(Stored data)
>>>>
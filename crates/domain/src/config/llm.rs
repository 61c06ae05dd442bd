use serde::{Deserialize, Serialize};

// ━━━━━━━━━━━━━━━━━━━━━━━━━━━━━━━━━━━━━━━━━━━━━━━━━━━━━━━━━━━━━━━━━━
// LLM provider system
// ━━━━━━━━━━━━━━━━━━━━━━━━━━━━━━━━━━━━━━━━━━━━━━━━━━━━━━━━━━━━━━━━━━

#[derive(Debug, Clone, Serialize, Deserialize)]
pub struct ProviderConfig {
    pub id: String,
    pub kind: ProviderKind,
    pub base_url: String,
    #[serde(default)]
    pub auth: AuthConfig,
    #[serde(default)]
    pub default_model: Option<String>,
    /// Model allow-list. Empty means every model the provider lists.
    #[serde(default)]
    pub models: Vec<String>,
}

impl ProviderConfig {
    pub fn allows_model(&self, model: &str) -> bool {
        self.models.is_empty() || self.models.iter().any(|m| m == model)
    }
}

#[derive(Debug, Clone, Copy, PartialEq, Eq, Serialize, Deserialize)]
#[serde(rename_all = "snake_case")]
pub enum ProviderKind {
    Google,
    OpenaiCompat,
}

#[derive(Debug, Clone, Serialize, Deserialize, Default)]
pub struct AuthConfig {
    /// Header name (e.g. "Authorization"). OpenAI-compatible only.
    #[serde(default)]
    pub header: Option<String>,
    /// Header value prefix (e.g. "Bearer "). OpenAI-compatible only.
    #[serde(default)]
    pub prefix: Option<String>,
    /// Env var containing the key.
    #[serde(default)]
    pub env: Option<String>,
    /// Direct key (for config-only setups; prefer env or keychain).
    #[serde(default)]
    pub key: Option<String>,
    /// Env var names for the credential pool. Each value may itself hold
    /// several keys separated by commas or newlines. When non-empty, takes
    /// precedence over `env`/`key`.
    #[serde(default)]
    pub keys: Vec<String>,
    /// Keychain service name (e.g., "banter").
    #[serde(default)]
    pub service: Option<String>,
    /// Keychain account name (e.g., "gemini-api-key").
    #[serde(default)]
    pub account: Option<String>,
}

// ━━━━━━━━━━━━━━━━━━━━━━━━━━━━━━━━━━━━━━━━━━━━━━━━━━━━━━━━━━━━━━━━━━
// Dedicated title endpoint
// ━━━━━━━━━━━━━━━━━━━━━━━━━━━━━━━━━━━━━━━━━━━━━━━━━━━━━━━━━━━━━━━━━━

/// Optional OpenAI-compatible endpoint used only for conversation titles.
/// Used in preference to the chat provider when fully configured.
#[derive(Debug, Clone, Serialize, Deserialize, Default)]
pub struct TitleConfig {
    #[serde(default)]
    pub api_url: Option<String>,
    #[serde(default)]
    pub api_key: Option<String>,
    #[serde(default)]
    pub model: Option<String>,
}

impl TitleConfig {
    pub fn is_configured(&self) -> bool {
        [&self.api_url, &self.api_key, &self.model]
            .iter()
            .all(|v| v.as_deref().is_some_and(|s| !s.trim().is_empty()))
    }
}
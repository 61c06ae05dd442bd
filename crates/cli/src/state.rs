//! Persistent rotation cursors.
//!
//! One cursor per provider id, kept in `~/.banter/cursors.json` with `0o600`
//! permissions on Unix. Updates are read-modify-write under one exclusive
//! `fs2` lock, so concurrent `banter` invocations never lose each other's
//! writes.

use anyhow::Context;
use bt_providers::RotationCursor;
use chrono::{DateTime, Utc};
use serde::{Deserialize, Serialize};
use std::collections::BTreeMap;
use std::fs::File;
use std::io::{Read, Seek, SeekFrom, Write};
use std::path::{Path, PathBuf};

#[derive(Debug, Clone, Serialize, Deserialize)]
struct CursorEntry {
    #[serde(flatten)]
    cursor: RotationCursor,
    updated_at: DateTime<Utc>,
}

#[derive(Debug, Default, Serialize, Deserialize)]
struct CursorFile {
    #[serde(default)]
    providers: BTreeMap<String, CursorEntry>,
}

pub struct CursorStore {
    path: PathBuf,
}

impl CursorStore {
    /// Store at `~/.banter/cursors.json`.
    pub fn default_location() -> anyhow::Result<Self> {
        let home = dirs::home_dir()
            .context("unable to determine home directory for the cursor store")?;
        Ok(Self::at(home.join(".banter").join("cursors.json")))
    }

    pub fn at(path: impl Into<PathBuf>) -> Self {
        Self { path: path.into() }
    }

    pub fn path(&self) -> &Path {
        &self.path
    }

    /// Cursor for `provider_id`; the first key when none was saved.
    pub fn load(&self, provider_id: &str) -> anyhow::Result<RotationCursor> {
        if !self.path.exists() {
            return Ok(RotationCursor::default());
        }
        let file = File::open(&self.path)
            .with_context(|| format!("opening {}", self.path.display()))?;
        fs2::FileExt::lock_shared(&file).context("cursor store lock failed")?;
        let raw = std::io::read_to_string(&file)?;
        fs2::FileExt::unlock(&file).context("cursor store unlock failed")?;

        let store = parse(&raw, &self.path);
        Ok(store
            .providers
            .get(provider_id)
            .map(|e| e.cursor)
            .unwrap_or_default())
    }

    pub fn save(&self, provider_id: &str, cursor: RotationCursor) -> anyhow::Result<()> {
        if let Some(parent) = self.path.parent() {
            std::fs::create_dir_all(parent)
                .with_context(|| format!("creating {}", parent.display()))?;
        }

        let mut file = open_for_update(&self.path)
            .with_context(|| format!("opening {}", self.path.display()))?;
        fs2::FileExt::lock_exclusive(&file).context("cursor store lock failed")?;

        let mut raw = String::new();
        file.read_to_string(&mut raw)?;
        let mut store = parse(&raw, &self.path);
        store.providers.insert(
            provider_id.to_owned(),
            CursorEntry {
                cursor,
                updated_at: Utc::now(),
            },
        );

        let json = serde_json::to_string_pretty(&store)?;
        file.set_len(0)?;
        file.seek(SeekFrom::Start(0))?;
        file.write_all(json.as_bytes())?;
        file.flush()?;
        // Lock is released when `file` is dropped.
        Ok(())
    }
}

/// A corrupt store is treated as empty; the next save rewrites it.
fn parse(raw: &str, path: &Path) -> CursorFile {
    if raw.trim().is_empty() {
        return CursorFile::default();
    }
    serde_json::from_str(raw).unwrap_or_else(|e| {
        tracing::warn!(path = %path.display(), error = %e, "corrupt cursor store, starting fresh");
        CursorFile::default()
    })
}

fn open_for_update(path: &Path) -> std::io::Result<File> {
    let mut options = std::fs::OpenOptions::new();
    options.read(true).write(true).create(true).truncate(false);
    #[cfg(unix)]
    {
        use std::os::unix::fs::OpenOptionsExt;
        options.mode(0o600);
    }
    options.open(path)
}

#[cfg(test)]
mod tests {
    use super::*;

    fn store(dir: &tempfile::TempDir) -> CursorStore {
        CursorStore::at(dir.path().join("state").join("cursors.json"))
    }

    #[test]
    fn missing_store_starts_at_first_key() {
        let tmp = tempfile::tempdir().unwrap();
        assert_eq!(store(&tmp).load("gemini").unwrap(), RotationCursor::default());
    }

    #[test]
    fn cursors_round_trip_per_provider() {
        let tmp = tempfile::tempdir().unwrap();
        let s = store(&tmp);
        s.save("gemini", RotationCursor::new(2)).unwrap();
        s.save("openai", RotationCursor::new(1)).unwrap();
        s.save("gemini", RotationCursor::new(3)).unwrap();

        assert_eq!(s.load("gemini").unwrap().index, 3);
        assert_eq!(s.load("openai").unwrap().index, 1);
        assert_eq!(s.load("other").unwrap().index, 0);

        let raw = std::fs::read_to_string(s.path()).unwrap();
        let v: serde_json::Value = serde_json::from_str(&raw).unwrap();
        assert_eq!(v["providers"]["gemini"]["index"], 3);
        assert!(v["providers"]["gemini"]["updated_at"].is_string());
    }

    #[test]
    fn shorter_rewrite_leaves_no_trailing_bytes() {
        let tmp = tempfile::tempdir().unwrap();
        let s = store(&tmp);
        s.save("a-very-long-provider-identifier", RotationCursor::new(12345)).unwrap();
        std::fs::write(s.path(), "{\"providers\":{}}").unwrap();
        s.save("x", RotationCursor::new(1)).unwrap();
        let raw = std::fs::read_to_string(s.path()).unwrap();
        assert!(serde_json::from_str::<serde_json::Value>(&raw).is_ok());
    }

    #[test]
    fn corrupt_store_is_replaced() {
        let tmp = tempfile::tempdir().unwrap();
        let s = store(&tmp);
        std::fs::create_dir_all(s.path().parent().unwrap()).unwrap();
        std::fs::write(s.path(), "not json").unwrap();
        assert_eq!(s.load("gemini").unwrap().index, 0);
        s.save("gemini", RotationCursor::new(1)).unwrap();
        assert_eq!(s.load("gemini").unwrap().index, 1);
    }

    #[cfg(unix)]
    #[test]
    fn store_is_private_to_the_user() {
        use std::os::unix::fs::PermissionsExt;
        let tmp = tempfile::tempdir().unwrap();
        let s = store(&tmp);
        s.save("gemini", RotationCursor::new(1)).unwrap();
        let mode = std::fs::metadata(s.path()).unwrap().permissions().mode() & 0o777;
        assert_eq!(mode, 0o600);
    }
}
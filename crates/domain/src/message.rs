use serde::{Deserialize, Deserializer, Serialize};

/// Who authored a message. The two roles are distinguished upstream; adapters
/// map them onto provider vocabulary.
#[derive(Debug, Clone, Copy, PartialEq, Eq, Serialize, Deserialize)]
#[serde(rename_all = "lowercase")]
pub enum Role {
    User,
    #[serde(alias = "assistant")]
    Model,
}

/// An inline file attached to a message.
#[derive(Debug, Clone, PartialEq, Serialize, Deserialize)]
pub struct Attachment {
    #[serde(alias = "mimeType")]
    pub mime_type: String,
    #[serde(default, skip_serializing_if = "Option::is_none")]
    pub name: Option<String>,
    /// Base64 payload. Anything that is not a JSON string is read as `None`.
    #[serde(
        default,
        deserialize_with = "lenient_payload",
        skip_serializing_if = "Option::is_none"
    )]
    pub data: Option<String>,
}

impl Attachment {
    pub fn new(mime_type: impl Into<String>, data: impl Into<String>) -> Self {
        Self {
            mime_type: mime_type.into(),
            name: None,
            data: Some(data.into()),
        }
    }

    pub fn named(mut self, name: impl Into<String>) -> Self {
        self.name = Some(name.into());
        self
    }

    /// Only attachments that carry a payload are sent to providers.
    pub fn is_valid(&self) -> bool {
        self.data.is_some()
    }

    /// Transient size proxy: length of the base64 string.
    pub fn payload_len(&self) -> usize {
        self.data.as_ref().map(|d| d.len()).unwrap_or(0)
    }
}

fn lenient_payload<'de, D>(deserializer: D) -> Result<Option<String>, D::Error>
where
    D: Deserializer<'de>,
{
    let raw = Option::<serde_json::Value>::deserialize(deserializer)?;
    Ok(match raw {
        Some(serde_json::Value::String(s)) => Some(s),
        None | Some(serde_json::Value::Null) => None,
        Some(other) => {
            tracing::warn!(
                payload_type = json_type_name(&other),
                "attachment payload is not a string, ignoring it"
            );
            None
        }
    })
}

fn json_type_name(v: &serde_json::Value) -> &'static str {
    match v {
        serde_json::Value::Null => "null",
        serde_json::Value::Bool(_) => "bool",
        serde_json::Value::Number(_) => "number",
        serde_json::Value::String(_) => "string",
        serde_json::Value::Array(_) => "array",
        serde_json::Value::Object(_) => "object",
    }
}

/// A message in the conversation history.
///
/// Callers own their history; budgeting only ever produces derived copies.
#[derive(Debug, Clone, PartialEq, Serialize, Deserialize)]
pub struct Message {
    pub role: Role,
    #[serde(default, skip_serializing_if = "Option::is_none")]
    pub text: Option<String>,
    #[serde(default, skip_serializing_if = "Vec::is_empty")]
    pub attachments: Vec<Attachment>,
}

// ── Convenience constructors ───────────────────────────────────────

impl Message {
    pub fn user(text: impl Into<String>) -> Self {
        Self {
            role: Role::User,
            text: Some(text.into()),
            attachments: Vec::new(),
        }
    }

    pub fn model(text: impl Into<String>) -> Self {
        Self {
            role: Role::Model,
            text: Some(text.into()),
            attachments: Vec::new(),
        }
    }

    pub fn with_attachment(mut self, attachment: Attachment) -> Self {
        self.attachments.push(attachment);
        self
    }

    /// The text content, or `""` when absent.
    pub fn text(&self) -> &str {
        self.text.as_deref().unwrap_or("")
    }

    pub fn has_attachments(&self) -> bool {
        !self.attachments.is_empty()
    }
}

#[cfg(test)]
mod tests {
    use super::*;

    #[test]
    fn assistant_role_is_an_alias_for_model() {
        let msg: Message = serde_json::from_str(r#"{"role":"assistant","text":"hi"}"#).unwrap();
        assert_eq!(msg.role, Role::Model);
        let out = serde_json::to_value(&msg).unwrap();
        assert_eq!(out["role"], "model");
    }

    #[test]
    fn non_string_payload_becomes_absent() {
        let msg: Message = serde_json::from_str(
            r#"{
                "role": "user",
                "text": "look",
                "attachments": [
                    {"mimeType": "image/png", "data": 42},
                    {"mime_type": "image/png"},
                    {"mime_type": "image/png", "data": null},
                    {"mime_type": "image/png", "name": "a.png", "data": "QUJD"}
                ]
            }"#,
        )
        .unwrap();
        assert_eq!(msg.attachments.len(), 4);
        assert!(!msg.attachments[0].is_valid());
        assert!(!msg.attachments[1].is_valid());
        assert!(!msg.attachments[2].is_valid());
        assert!(msg.attachments[3].is_valid());
        assert_eq!(msg.attachments[3].payload_len(), 4);
        assert_eq!(msg.attachments[3].name.as_deref(), Some("a.png"));
    }

    #[test]
    fn missing_text_reads_as_empty() {
        let msg: Message = serde_json::from_str(r#"{"role":"user"}"#).unwrap();
        assert_eq!(msg.text(), "");
        assert!(!msg.has_attachments());
    }
}
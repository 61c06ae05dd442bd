pub mod auth;
pub mod client;
pub mod executor;
pub mod google;
pub mod openai_compat;
pub mod registry;
pub mod title;
pub mod traits;
pub(crate) mod sse;
pub(crate) mod util;

// Re-exports for convenience.
pub use auth::{Credential, CredentialPool, RotationCursor};
pub use client::ChatClient;
pub use executor::KeyRotationExecutor;
pub use registry::build_provider;
pub use title::TitleGenerator;
pub use traits::{ChatProvider, ChatResponse, ModelInfo};
//! Shared SSE streaming infrastructure for the provider adapters.
//!
//! Both adapters follow the same pattern: receive a `reqwest::Response`,
//! buffer chunks, split on blank lines, extract `data:` payloads, and feed
//! each payload to a provider-specific parser that returns
//! `Vec<Result<Chunk>>`.
//!
//! The stream produced here does not synthesize a final [`Chunk::End`]; the
//! key-rotation executor owns that guarantee.

use crate::util::from_reqwest;
use bt_domain::error::Result;
use bt_domain::stream::{BoxStream, Chunk};
use futures_core::Stream;
use futures_util::StreamExt;

/// Extract complete `data:` payloads from an SSE buffer.
///
/// Events are delimited by a blank line. `\r\n` line endings are normalized
/// first so both conventions split the same way. Only `data:` lines are
/// returned; `event:`, `id:` and `retry:` are ignored.
///
/// The buffer is drained in place: consumed bytes are removed and any
/// trailing partial event remains for the next call.
pub(crate) fn drain_data_lines(buffer: &mut String) -> Vec<String> {
    if buffer.contains('\r') {
        *buffer = buffer.replace("\r\n", "\n");
    }

    let mut data_lines = Vec::new();

    while let Some(pos) = buffer.find("\n\n") {
        let block: String = buffer.drain(..pos).collect();
        buffer.drain(..2);

        for line in block.lines() {
            let line = line.trim();
            if let Some(data) = line.strip_prefix("data:") {
                let data = data.trim();
                if !data.is_empty() {
                    data_lines.push(data.to_string());
                }
            }
        }
    }

    data_lines
}

/// Append `bytes` to `buffer` as text. An incomplete UTF-8 sequence at the
/// end is held in `pending` until the rest of it arrives; invalid bytes
/// become U+FFFD.
pub(crate) fn push_utf8(buffer: &mut String, pending: &mut Vec<u8>, bytes: &[u8]) {
    pending.extend_from_slice(bytes);
    loop {
        match std::str::from_utf8(pending) {
            Ok(text) => {
                buffer.push_str(text);
                pending.clear();
                return;
            }
            Err(e) => {
                let valid = e.valid_up_to();
                buffer.push_str(&String::from_utf8_lossy(&pending[..valid]));
                match e.error_len() {
                    None => {
                        pending.drain(..valid);
                        return;
                    }
                    Some(bad) => {
                        buffer.push(char::REPLACEMENT_CHARACTER);
                        pending.drain(..valid + bad);
                    }
                }
            }
        }
    }
}

/// Build a [`BoxStream`] from an SSE `reqwest::Response` and a
/// provider-specific parser closure.
///
/// The closure receives each `data:` payload and returns zero or more
/// chunks. Items are yielded in transport order; the remaining buffer is
/// flushed when the body closes. A transport error ends the stream.
pub(crate) fn sse_response_stream<F>(
    response: reqwest::Response,
    parse_data: F,
) -> BoxStream<'static, Result<Chunk>>
where
    F: FnMut(&str) -> Vec<Result<Chunk>> + Send + 'static,
{
    sse_body_stream(response.bytes_stream(), parse_data)
}

fn sse_body_stream<S, B, F>(body: S, mut parse_data: F) -> BoxStream<'static, Result<Chunk>>
where
    S: Stream<Item = reqwest::Result<B>> + Send + 'static,
    B: AsRef<[u8]> + Send + 'static,
    F: FnMut(&str) -> Vec<Result<Chunk>> + Send + 'static,
{
    let stream = async_stream::stream! {
        let mut body = Box::pin(body);
        let mut buffer = String::new();
        let mut pending: Vec<u8> = Vec::new();

        loop {
            match body.next().await {
                Some(Ok(bytes)) => {
                    push_utf8(&mut buffer, &mut pending, bytes.as_ref());
                    for data in drain_data_lines(&mut buffer) {
                        for item in parse_data(&data) {
                            yield item;
                        }
                    }
                }
                None => {
                    if !pending.is_empty() {
                        buffer.push_str(&String::from_utf8_lossy(&pending));
                        pending.clear();
                    }
                    if !buffer.trim().is_empty() {
                        buffer.push_str("\n\n");
                        for data in drain_data_lines(&mut buffer) {
                            for item in parse_data(&data) {
                                yield item;
                            }
                        }
                    }
                    break;
                }
                Some(Err(e)) => {
                    yield Err(from_reqwest(e));
                    break;
                }
            }
        }
    };

    Box::pin(stream)
}

// ━━━━━━━━━━━━━━━━━━━━━━━━━━━━━━━━━━━━━━━━━━━━━━━━━━━━━━━━━━━━━━━━━━
// Tests
// ━━━━━━━━━━━━━━━━━━━━━━━━━━━━━━━━━━━━━━━━━━━━━━━━━━━━━━━━━━━━━━━━━━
<<<<
→ **WORK ITEM**
What lines in the data above carry "PathBuf"? Return them all.

→ **EXERCISE SOLUTION**
use std::path::{Path, PathBuf};
    path: PathBuf,
    pub fn at(path: impl Into<PathBuf>) -> Self {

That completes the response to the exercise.